Life generates a lot of data – the number of hours you spend awake and asleep and at your desk and in your car; the foods you eat; the pace of your morning run. I just read a great article in the New York Times Magazine, The Data-Driven Life, about geeky guys who are obsessed with self-tracking – gathering data about their daily lives and distilling from these data information about how to improve their lives. How to work more efficiently, run faster, feel happier. This got me thinking about how self-tracking might be a great hook to get people interested in science – and in one of my favorite little corners of science, data analysis.
The guys in the article were for the most part tech-savvy nerds. They recorded copious data, like what they ate, how much money they spent, and… every single idea they had since 1984. This allowed them to figure out things, like exactly how much time one man spent cleaning up after a messy roommate. Or how many tablespoons of flaxseed oil another man needs to take to maximize his concentration.

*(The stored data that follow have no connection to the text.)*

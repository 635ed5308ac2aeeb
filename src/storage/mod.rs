//! Outbound save contract: handing a finished annotation to whatever
//! persists, uploads or downloads it.

use std::fs;
use std::io;
use std::path::{Path, PathBuf};

use thiserror::Error;

use crate::annotation::AnnotationRecord;

const DOWNLOAD_SUBDIR: &str = "Downloads";
const APP_SUBDIR: &str = "pagemark";

#[derive(Debug, Error)]
pub enum StorageError {
    #[error("missing HOME environment variable")]
    MissingHomeDirectory,
    #[error("io error: {0}")]
    Io(#[from] io::Error),
    #[error("failed to encode annotation record: {0}")]
    Encode(#[from] serde_json::Error),
    #[error("delivery worker stopped before reporting a result")]
    WorkerLost,
}

pub type StorageResult<T> = std::result::Result<T, StorageError>;

/// Everything a collaborator receives on save.
#[derive(Debug, Clone)]
pub struct SavePayload {
    pub record: AnnotationRecord,
    pub annotated_png: Vec<u8>,
}

#[derive(Debug, Clone, PartialEq, Eq, Default)]
pub struct DeliveryReceipt {
    pub locations: Vec<PathBuf>,
}

pub trait AnnotationSink: Send + Sync {
    fn deliver(&self, payload: &SavePayload) -> StorageResult<DeliveryReceipt>;
}

/// Writes `<id>.json` with the full record and `<id>.png` with the
/// annotated bitmap into one directory.
#[derive(Debug, Clone)]
pub struct DownloadSink {
    dir: PathBuf,
}

impl DownloadSink {
    pub fn with_dir(dir: impl Into<PathBuf>) -> Self {
        Self { dir: dir.into() }
    }

    pub fn with_default_dir() -> StorageResult<Self> {
        let home = std::env::var_os("HOME").ok_or(StorageError::MissingHomeDirectory)?;
        let mut dir = PathBuf::from(home);
        dir.push(DOWNLOAD_SUBDIR);
        dir.push(APP_SUBDIR);
        Ok(Self::with_dir(dir))
    }

    pub fn dir(&self) -> &Path {
        &self.dir
    }

    pub fn record_path(&self, id: &str) -> PathBuf {
        self.dir.join(format!("{id}.json"))
    }

    pub fn image_path(&self, id: &str) -> PathBuf {
        self.dir.join(format!("{id}.png"))
    }
}

impl AnnotationSink for DownloadSink {
    fn deliver(&self, payload: &SavePayload) -> StorageResult<DeliveryReceipt> {
        fs::create_dir_all(&self.dir)?;
        let id = payload.record.id.to_string();

        let image_path = self.image_path(&id);
        write_replacing(&image_path, &payload.annotated_png)?;

        let record_path = self.record_path(&id);
        let json = serde_json::to_vec_pretty(&payload.record)?;
        if let Err(err) = write_replacing(&record_path, &json) {
            let _ = fs::remove_file(&image_path);
            return Err(err);
        }

        tracing::info!(id = %id, dir = %self.dir.display(), "annotation written");
        Ok(DeliveryReceipt {
            locations: vec![record_path, image_path],
        })
    }
}

/// Writes through a sibling temp file so readers never see a partial file.
fn write_replacing(destination: &Path, bytes: &[u8]) -> StorageResult<()> {
    let mut temp = destination.as_os_str().to_owned();
    temp.push(".part");
    let temp = PathBuf::from(temp);
    fs::write(&temp, bytes)?;
    if let Err(err) = fs::rename(&temp, destination) {
        let _ = fs::remove_file(&temp);
        return Err(StorageError::Io(err));
    }
    Ok(())
}

#[cfg(test)]
mod tests {
    use super::*;
    use crate::annotation::{AnnotationFields, PageInfo};
    use crate::editor::{Canvas, ImageBounds};
    use crate::export::CanvasData;

    fn scratch_dir(name: &str) -> PathBuf {
        let dir =
            std::env::temp_dir().join(format!("pagemark-storage-{name}-{}", std::process::id()));
        let _ = fs::remove_dir_all(&dir);
        dir
    }

    fn payload() -> SavePayload {
        let record = AnnotationRecord::assemble(
            &PageInfo {
                url: "https://example.com".to_string(),
                title: "Example".to_string(),
            },
            &AnnotationFields::default(),
            "data:image/png;base64,AAAA".to_string(),
            "data:image/png;base64,BBBB".to_string(),
            CanvasData::capture(
                &Canvas::new(ImageBounds::new(4, 4)),
                ImageBounds::new(4, 4),
                1.0,
            ),
        );
        SavePayload {
            record,
            annotated_png: b"png-bytes".to_vec(),
        }
    }

    #[test]
    fn download_sink_writes_record_and_image_named_by_id() {
        let dir = scratch_dir("write");
        let sink = DownloadSink::with_dir(&dir);
        let payload = payload();
        let receipt = sink.deliver(&payload).expect("delivery should succeed");

        let id = payload.record.id.to_string();
        assert_eq!(
            receipt.locations,
            vec![dir.join(format!("{id}.json")), dir.join(format!("{id}.png"))]
        );
        assert_eq!(
            fs::read(dir.join(format!("{id}.png"))).expect("png should exist"),
            b"png-bytes"
        );
        let json = fs::read_to_string(dir.join(format!("{id}.json"))).expect("json should exist");
        let parsed: AnnotationRecord =
            serde_json::from_str(&json).expect("record should parse back");
        assert_eq!(parsed, payload.record);
        assert!(!dir.join(format!("{id}.json.part")).exists());
    }

    #[test]
    fn download_sink_reports_io_failure() {
        let dir = scratch_dir("blocked");
        fs::create_dir_all(dir.parent().expect("temp dir has a parent"))
            .expect("temp dir should exist");
        fs::write(&dir, b"not a directory").expect("blocking file should be writable");

        let sink = DownloadSink::with_dir(&dir);
        let err = sink.deliver(&payload()).expect_err("delivery should fail");
        assert!(matches!(err, StorageError::Io(_)));
        let _ = fs::remove_file(&dir);
    }

    #[test]
    fn paths_use_the_record_id() {
        let sink = DownloadSink::with_dir("/tmp/pagemark-out");
        assert_eq!(
            sink.record_path("abc"),
            PathBuf::from("/tmp/pagemark-out/abc.json")
        );
        assert_eq!(
            sink.image_path("abc"),
            PathBuf::from("/tmp/pagemark-out/abc.png")
        );
    }
}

I think people could really get into this. Everyone likes to know more about himself. And there could be some tangible benefits: in today's bad economic times, people could really benefit from knowing exactly how they spend their money. And in this image-obsessed society, understanding how diet and exercise affect your own weight – not just the weight of Hollywood types – could be very very appealing. Is that $10 skin cream just as good as the $100 skin cream? Run your own test (controlling for potentially influencing co-variables!) and find out for yourself.

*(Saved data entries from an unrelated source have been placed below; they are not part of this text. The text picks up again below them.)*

use std::path::{Path, PathBuf};

use ab_glyph::{point, Font, FontArc, ScaleFont};
use image::{Rgba, RgbaImage};
use tiny_skia::{
    ColorU8, FillRule, IntSize, LineCap, LineJoin, Paint, PathBuilder, Pixmap,
    PremultipliedColorU8, Rect, Stroke, Transform,
};

use super::ExportError;
use crate::editor::tools::{
    ArrowElement, EllipseElement, RectangleElement, StrokeStyle, TextElement,
};
use crate::editor::{Canvas, ToolObject};
use crate::geometry::Color;

const SYSTEM_FONT_CANDIDATES: &[&str] = &[
    "/usr/share/fonts/truetype/dejavu/DejaVuSans.ttf",
    "/usr/share/fonts/TTF/DejaVuSans.ttf",
    "/usr/share/fonts/dejavu/DejaVuSans.ttf",
    "/usr/share/fonts/truetype/liberation/LiberationSans-Regular.ttf",
    "/System/Library/Fonts/Supplemental/Arial.ttf",
    "/Library/Fonts/Arial.ttf",
    "C:\\Windows\\Fonts\\arial.ttf",
];

const FAUX_BOLD_STEP_PX: f32 = 0.5;

/// Font used to rasterize text objects on export.
#[derive(Clone, Default)]
pub struct GlyphSource {
    font: Option<FontArc>,
}

impl std::fmt::Debug for GlyphSource {
    fn fmt(&self, f: &mut std::fmt::Formatter<'_>) -> std::fmt::Result {
        f.debug_struct("GlyphSource")
            .field("available", &self.is_available())
            .finish()
    }
}

impl GlyphSource {
    pub fn none() -> Self {
        Self { font: None }
    }

    pub fn from_font(font: FontArc) -> Self {
        Self { font: Some(font) }
    }

    pub fn from_file(path: &Path) -> Result<Self, ExportError> {
        let bytes = std::fs::read(path).map_err(|source| ExportError::FontIo {
            path: path.to_path_buf(),
            source,
        })?;
        let font = FontArc::try_from_vec(bytes).map_err(|_| ExportError::InvalidFont {
            path: path.to_path_buf(),
        })?;
        Ok(Self::from_font(font))
    }

    /// Tries the configured font first, then a few well-known system fonts.
    pub fn discover(configured: Option<&Path>) -> Self {
        let candidates = configured
            .map(Path::to_path_buf)
            .into_iter()
            .chain(SYSTEM_FONT_CANDIDATES.iter().map(PathBuf::from));
        for path in candidates {
            if !path.is_file() {
                continue;
            }
            match Self::from_file(&path) {
                Ok(source) => {
                    tracing::debug!(path = %path.display(), "loaded export font");
                    return source;
                }
                Err(err) => tracing::warn!(%err, "skipping unusable font"),
            }
        }
        tracing::warn!("no font available; text annotations will be missing from exports");
        Self::none()
    }

    pub fn is_available(&self) -> bool {
        self.font.is_some()
    }
}

/// A flattened export and the text objects it could not draw.
#[derive(Debug, Clone)]
pub struct RenderedAnnotation {
    pub image: RgbaImage,
    /// Text objects left out because no font was available.
    pub skipped_text: usize,
}

/// Flattens the screenshot and every drawn object into one bitmap at the
/// screenshot's native resolution. Objects are stored in display pixels, so
/// each one is scaled by `1 / scale`.
pub fn render_annotated(
    background: &RgbaImage,
    canvas: &Canvas,
    scale: f64,
    glyphs: &GlyphSource,
) -> Result<RenderedAnnotation, ExportError> {
    let (width, height) = background.dimensions();
    let mut pixmap = pixmap_from_image(background)?;
    let multiplier = if scale > 0.0 { (1.0 / scale) as f32 } else { 1.0 };
    let transform = Transform::from_scale(multiplier, multiplier);

    let mut skipped_text = 0usize;
    for object in canvas.objects() {
        match object {
            ToolObject::Rectangle(rectangle) => draw_rectangle(&mut pixmap, rectangle, transform),
            ToolObject::Ellipse(ellipse) => draw_ellipse(&mut pixmap, ellipse, transform),
            ToolObject::Arrow(arrow) => draw_arrow(&mut pixmap, arrow, transform),
            ToolObject::Text(text) => match &glyphs.font {
                Some(font) => draw_text(&mut pixmap, text, font, multiplier),
                None => skipped_text += 1,
            },
        }
    }
    if skipped_text > 0 {
        tracing::warn!(count = skipped_text, "text objects skipped without a font");
    }

    let mut output = RgbaImage::new(width, height);
    for (pixel, color) in output.pixels_mut().zip(pixmap.pixels()) {
        let color = color.demultiply();
        *pixel = Rgba([color.red(), color.green(), color.blue(), color.alpha()]);
    }
    Ok(RenderedAnnotation {
        image: output,
        skipped_text,
    })
}

fn pixmap_from_image(image: &RgbaImage) -> Result<Pixmap, ExportError> {
    let (width, height) = image.dimensions();
    let size = IntSize::from_wh(width, height).ok_or(ExportError::Pixmap { width, height })?;
    let data = image
        .pixels()
        .flat_map(|Rgba([r, g, b, a])| {
            let color = ColorU8::from_rgba(*r, *g, *b, *a).premultiply();
            [color.red(), color.green(), color.blue(), color.alpha()]
        })
        .collect::<Vec<_>>();
    Pixmap::from_vec(data, size).ok_or(ExportError::Pixmap { width, height })
}

fn paint_for(color: Color) -> Paint<'static> {
    let mut paint = Paint::default();
    paint.set_color_rgba8(color.r, color.g, color.b, 255);
    paint.anti_alias = true;
    paint
}

fn stroke_for(style: StrokeStyle) -> Stroke {
    Stroke {
        width: f32::from(style.width),
        line_cap: LineCap::Round,
        line_join: LineJoin::Round,
        ..Stroke::default()
    }
}

fn draw_rectangle(pixmap: &mut Pixmap, rectangle: &RectangleElement, transform: Transform) {
    let Some(rect) = Rect::from_xywh(
        rectangle.x as f32,
        rectangle.y as f32,
        rectangle.width as f32,
        rectangle.height as f32,
    ) else {
        return;
    };
    let path = PathBuilder::from_rect(rect);
    pixmap.stroke_path(
        &path,
        &paint_for(rectangle.style.color),
        &stroke_for(rectangle.style),
        transform,
        None,
    );
}

fn draw_ellipse(pixmap: &mut Pixmap, ellipse: &EllipseElement, transform: Transform) {
    let bounds = ellipse.bounds();
    let path = Rect::from_xywh(
        bounds.x as f32,
        bounds.y as f32,
        bounds.width as f32,
        bounds.height as f32,
    )
    .and_then(PathBuilder::from_oval)
    .or_else(|| {
        // A flat ellipse renders as the segment it collapses to.
        let mut builder = PathBuilder::new();
        builder.move_to(bounds.x as f32, bounds.y as f32);
        builder.line_to(bounds.right() as f32, bounds.bottom() as f32);
        builder.finish()
    });
    if let Some(path) = path {
        pixmap.stroke_path(
            &path,
            &paint_for(ellipse.style.color),
            &stroke_for(ellipse.style),
            transform,
            None,
        );
    }
}

fn draw_arrow(pixmap: &mut Pixmap, arrow: &ArrowElement, transform: Transform) {
    let mut line = PathBuilder::new();
    line.move_to(arrow.start.x as f32, arrow.start.y as f32);
    line.line_to(arrow.end.x as f32, arrow.end.y as f32);
    if let Some(path) = line.finish() {
        pixmap.stroke_path(
            &path,
            &paint_for(arrow.style.color),
            &stroke_for(arrow.style),
            transform,
            None,
        );
    }

    let Some(head) = arrow.head else {
        return;
    };
    let [tip, left, right] = head.vertices();
    let mut triangle = PathBuilder::new();
    triangle.move_to(tip.0 as f32, tip.1 as f32);
    triangle.line_to(left.0 as f32, left.1 as f32);
    triangle.line_to(right.0 as f32, right.1 as f32);
    triangle.close();
    if let Some(path) = triangle.finish() {
        pixmap.fill_path(&path, &paint_for(head.fill), FillRule::Winding, transform, None);
        let outline = Stroke {
            width: 1.0,
            line_join: LineJoin::Round,
            ..Stroke::default()
        };
        pixmap.stroke_path(&path, &paint_for(head.stroke), &outline, transform, None);
    }
}

fn draw_text(pixmap: &mut Pixmap, text: &TextElement, font: &FontArc, multiplier: f32) {
    let size = f32::from(text.options.size) * multiplier;
    let scaled = font.as_scaled(size);
    let line_height = text.line_height() as f32 * multiplier;
    let origin_x = text.x as f32 * multiplier;
    let origin_y = text.y as f32 * multiplier;
    let passes = text.options.weight.saturating_sub(400) / 150 + 1;
    let color = text.options.color;

    for (row, line) in text.lines().into_iter().enumerate() {
        let baseline = origin_y + scaled.ascent() + row as f32 * line_height;
        let mut cursor_x = origin_x;
        let mut previous = None;
        for c in line.chars() {
            let glyph_id = font.glyph_id(c);
            if let Some(previous) = previous {
                cursor_x += scaled.kern(previous, glyph_id);
            }
            for pass in 0..passes {
                let offset = f32::from(pass) * FAUX_BOLD_STEP_PX * multiplier;
                let glyph =
                    glyph_id.with_scale_and_position(size, point(cursor_x + offset, baseline));
                if let Some(outlined) = font.outline_glyph(glyph) {
                    let bounds = outlined.px_bounds();
                    outlined.draw(|px, py, coverage| {
                        let x = bounds.min.x as i64 + i64::from(px);
                        let y = bounds.min.y as i64 + i64::from(py);
                        blend_pixel(pixmap, x, y, color, coverage);
                    });
                }
            }
            cursor_x += scaled.h_advance(glyph_id);
            previous = Some(glyph_id);
        }
    }
}

fn blend_pixel(pixmap: &mut Pixmap, x: i64, y: i64, color: Color, coverage: f32) {
    let width = i64::from(pixmap.width());
    let height = i64::from(pixmap.height());
    if x < 0 || y < 0 || x >= width || y >= height || coverage <= 0.0 {
        return;
    }
    let Ok(index) = usize::try_from(y * width + x) else {
        return;
    };
    let Some(dst) = pixmap.pixels_mut().get_mut(index) else {
        return;
    };
    let alpha = coverage.min(1.0);
    let inverse = 1.0 - alpha;
    let mix = |src: u8, dst: u8| (f32::from(src) * alpha + f32::from(dst) * inverse).round();
    let out_alpha = mix(255, dst.alpha()).min(255.0) as u8;
    let channel = |src: u8, dst: u8| (mix(src, dst) as u8).min(out_alpha);
    let blended = PremultipliedColorU8::from_rgba(
        channel(color.r, dst.red()),
        channel(color.g, dst.green()),
        channel(color.b, dst.blue()),
        out_alpha,
    );
    if let Some(blended) = blended {
        *dst = blended;
    }
}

Collecting data is easy. There are all kinds of ways to automate data collection (companies like Google collect tons of data about you already). Depending on the kind of data you want to collect, cheap sensors might already exist, such as accelerometers for your running shoes, or tiny temperature loggers (I tend to sleep better with the window open – is that because the room is cooler?). And smartphones make it easy to collect data on the fly – and can remind you to record your mood or what you ate.
The next step, data analysis, is the best part. This is where people can really learn about how science works. Using their own life as an example, people can understand concepts like correlation versus causation, signal versus noise, controlling for confounding variables, and the importance of replication. It would be super to have a website to help you track your data – and easily analyze and graph it. The website Gapminder is an elegant model.

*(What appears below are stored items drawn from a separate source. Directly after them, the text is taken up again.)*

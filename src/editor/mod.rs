//! Drawing engine: fitting the screenshot into the overlay, the tool state
//! machine and the pointer protocol that builds shapes on the canvas.

mod engine;
pub mod tools;

use crate::config::AnnotatorConfig;

pub use engine::DrawingEngine;
pub use tools::{
    Canvas, CanvasCursor, CanvasEvent, ImageBounds, PendingShape, StyleChange, StyleControls,
    TextExit, ToolError, ToolKind, ToolObject, ToolPoint,
};

#[derive(Debug, Clone, Copy, PartialEq, Eq)]
pub struct Viewport {
    pub width: u32,
    pub height: u32,
}

impl Viewport {
    pub const fn new(width: u32, height: u32) -> Self {
        Self { width, height }
    }
}

/// Fixed overlay chrome around the canvas region.
#[derive(Debug, Clone, Copy, PartialEq, Eq)]
pub struct CanvasChrome {
    pub side_panel_width: u32,
    pub horizontal_padding: u32,
    pub vertical_chrome: u32,
}

impl CanvasChrome {
    pub fn from_config(config: &AnnotatorConfig) -> Self {
        Self {
            side_panel_width: config.side_panel_width,
            horizontal_padding: config.horizontal_padding,
            vertical_chrome: config.vertical_chrome,
        }
    }

    /// Space left for the canvas once the chrome is subtracted.
    pub fn available(&self, viewport: Viewport) -> Viewport {
        Viewport::new(
            viewport
                .width
                .saturating_sub(self.side_panel_width)
                .saturating_sub(self.horizontal_padding),
            viewport.height.saturating_sub(self.vertical_chrome),
        )
    }
}

impl Default for CanvasChrome {
    fn default() -> Self {
        Self::from_config(&AnnotatorConfig::default())
    }
}

#[derive(Debug, Clone, Copy, PartialEq)]
pub struct CanvasFit {
    pub scale: f64,
    pub original: ImageBounds,
    pub display: ImageBounds,
}

impl CanvasFit {
    /// Multiplier that maps display coordinates back to screenshot pixels.
    pub fn export_multiplier(&self) -> f64 {
        1.0 / self.scale
    }
}

/// Scales the screenshot down (never up) to the space left by the chrome.
///
/// Returns `None` when the image is empty or the chrome leaves no room at
/// all, since no scale can make the canvas fit.
pub fn fit_canvas(
    image: ImageBounds,
    viewport: Viewport,
    chrome: CanvasChrome,
) -> Option<CanvasFit> {
    let available = chrome.available(viewport);
    if image.width == 0 || image.height == 0 || available.width == 0 || available.height == 0 {
        return None;
    }
    let scale_x = f64::from(available.width) / f64::from(image.width);
    let scale_y = f64::from(available.height) / f64::from(image.height);
    let scale = scale_x.min(scale_y).min(1.0);
    Some(CanvasFit {
        scale,
        original: image,
        display: ImageBounds::new(
            scale_dimension(image.width, scale, available.width),
            scale_dimension(image.height, scale, available.height),
        ),
    })
}

/// Scaled size of one axis, kept within `1..=limit`.
fn scale_dimension(value: u32, scale: f64, limit: u32) -> u32 {
    let scaled = (f64::from(value) * scale).round();
    if scaled < 1.0 {
        1
    } else if scaled >= f64::from(limit) {
        limit
    } else {
        scaled as u32
    }
}

#[cfg(test)]
mod tests {
    use super::*;

    fn chrome() -> CanvasChrome {
        CanvasChrome {
            side_panel_width: 320,
            horizontal_padding: 48,
            vertical_chrome: 96,
        }
    }

    #[test]
    fn large_screenshot_is_scaled_down_to_fit() {
        let fit = fit_canvas(
            ImageBounds::new(2000, 1200),
            Viewport::new(1600, 900),
            chrome(),
        )
        .expect("canvas should fit");
        assert!(fit.scale < 1.0);
        assert!((fit.scale - 1232.0 / 2000.0).abs() < 1e-9);
        assert_eq!(fit.display, ImageBounds::new(1232, 739));
        assert_eq!(fit.original, ImageBounds::new(2000, 1200));
    }

    #[test]
    fn small_screenshot_is_never_upscaled() {
        let fit = fit_canvas(ImageBounds::new(400, 300), Viewport::new(1920, 1080), chrome())
            .expect("canvas should fit");
        assert!((fit.scale - 1.0).abs() < f64::EPSILON);
        assert_eq!(fit.display, ImageBounds::new(400, 300));
        assert!((fit.export_multiplier() - 1.0).abs() < f64::EPSILON);
    }

    #[test]
    fn scale_is_minimum_of_both_axes() {
        for (image, viewport) in [
            (ImageBounds::new(3000, 500), Viewport::new(1400, 1000)),
            (ImageBounds::new(800, 4000), Viewport::new(1400, 1000)),
            (ImageBounds::new(1032, 904), Viewport::new(1400, 1000)),
        ] {
            let fit = fit_canvas(image, viewport, chrome()).expect("canvas should fit");
            let available = chrome().available(viewport);
            let expected = (f64::from(available.width) / f64::from(image.width))
                .min(f64::from(available.height) / f64::from(image.height))
                .min(1.0);
            assert!((fit.scale - expected).abs() < 1e-12, "{image:?} in {viewport:?}");
        }
    }

    #[test]
    fn tall_capture_uses_exact_scale_and_stays_inside_region() {
        let image = ImageBounds::new(1200, 20000);
        let viewport = Viewport::new(1600, 900);
        let fit = fit_canvas(image, viewport, chrome()).expect("canvas should fit");
        let available = chrome().available(viewport);
        assert_eq!(available, Viewport::new(1232, 804));

        let expected = (1232.0_f64 / 1200.0).min(804.0 / 20000.0).min(1.0);
        assert!((fit.scale - expected).abs() < 1e-12);
        assert!((fit.scale - 0.0402).abs() < 1e-12);
        assert_eq!(fit.display, ImageBounds::new(48, 804));
        assert!(fit.display.height <= available.height);
        assert!(fit.display.width <= available.width);
    }

    #[test]
    fn no_fit_when_chrome_leaves_no_room() {
        assert!(fit_canvas(ImageBounds::new(1000, 1000), Viewport::new(200, 50), chrome()).is_none());
        assert!(fit_canvas(ImageBounds::new(1000, 1000), Viewport::new(1920, 96), chrome()).is_none());
        assert!(fit_canvas(ImageBounds::new(0, 10), Viewport::new(1920, 1080), chrome()).is_none());
    }
}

Last week, I started keeping track of how much time I spend working on each of my many work projects each day. Myriad web-based programs are out there to help you track your time. For me, self-tracking is simultaneously a bit tedious and super interesting. I can see how, once I get into the habit of recording what I'm doing, it can become an obsession. There are so many questions I can ask about my own work habits and efficiency! Now I need a spreadsheet to track more variables – only then will I figure out if my ability to concentrate correlates with the number of cups of coffee I consume!